▶ _What to produce_
Even where a record seems odd, copy it exactly as it appears below.

▶ _Provided records_
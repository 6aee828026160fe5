use axum::{
    extract::Request,
    http::HeaderMap,
    middleware::Next,
    response::Response,
};

use crate::auth;
use crate::error::ApiError;

/// Authenticated identity extracted from a verified JWT
#[derive(Clone, Debug)]
pub struct AuthUser {
    /// Identity-provider subject (`auth0|...`); the key into the users table
    pub auth0_id: String,
}

/// JWT authentication middleware that validates bearer tokens and injects
/// the verified subject into the request
pub async fn jwt_auth_middleware(
    headers: HeaderMap,
    mut request: Request,
    next: Next,
) -> Result<Response, ApiError> {
    let token = extract_jwt_from_headers(&headers).map_err(ApiError::unauthorized)?;

    let claims = auth::decode_token(&token).map_err(|e| {
        tracing::warn!("token rejected: {}", e);
        ApiError::unauthorized("Invalid or expired token")
    })?;

    request.extensions_mut().insert(AuthUser {
        auth0_id: claims.sub,
    });

    Ok(next.run(request).await)
}

/// Extract JWT token from Authorization header
fn extract_jwt_from_headers(headers: &HeaderMap) -> Result<String, String> {
    let auth_header = headers
        .get("authorization")
        .or_else(|| headers.get("Authorization"))
        .ok_or_else(|| "Missing Authorization header".to_string())?;

    let auth_str = auth_header
        .to_str()
        .map_err(|_| "Invalid Authorization header format".to_string())?;

    if let Some(token) = auth_str.strip_prefix("Bearer ") {
        if token.trim().is_empty() {
            return Err("Empty JWT token".to_string());
        }
        Ok(token.to_string())
    } else {
        Err("Authorization header must use Bearer token format".to_string())
    }
}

▶ _Task solution_
repository 6aee828026160fe5
use axum::{
    extract::Request,
    http::HeaderMap,
    middleware::Next,
    response::Response,
};

use crate::auth;
use crate::error::ApiError;

/// Authenticated identity extracted from a verified JWT
#[derive(Clone, Debug)]
pub struct AuthUser {
    /// Identity-provider subject (`auth0|...`); the key into the users table
    pub auth0_id: String,
}

/// JWT authentication middleware that validates bearer tokens and injects
/// the verified subject into the request
pub async fn jwt_auth_middleware(
    headers: HeaderMap,
    mut request: Request,
    next: Next,
) -> Result<Response, ApiError> {
    let token = extract_jwt_from_headers(&headers).map_err(ApiError::unauthorized)?;

    let claims = auth::decode_token(&token).map_err(|e| {
        tracing::warn!("token rejected: {}", e);
        ApiError::unauthorized("Invalid or expired token")
    })?;

    request.extensions_mut().insert(AuthUser {
        auth0_id: claims.sub,
    });

    Ok(next.run(request).await)
}

/// Extract JWT token from Authorization header
fn extract_jwt_from_headers(headers: &HeaderMap) -> Result<String, String> {
    let auth_header = headers
        .get("authorization")
        .or_else(|| headers.get("Authorization"))
        .ok_or_else(|| "Missing Authorization header".to_string())?;

    let auth_str = auth_header
        .to_str()
        .map_err(|_| "Invalid Authorization header format".to_string())?;

    if let Some(token) = auth_str.strip_prefix("Bearer ") {
        if token.trim().is_empty() {
            return Err("Empty JWT token".to_string());
        }
        Ok(token.to_string())
    } else {
        Err("Authorization header must use Bearer token format".to_string())
    }
}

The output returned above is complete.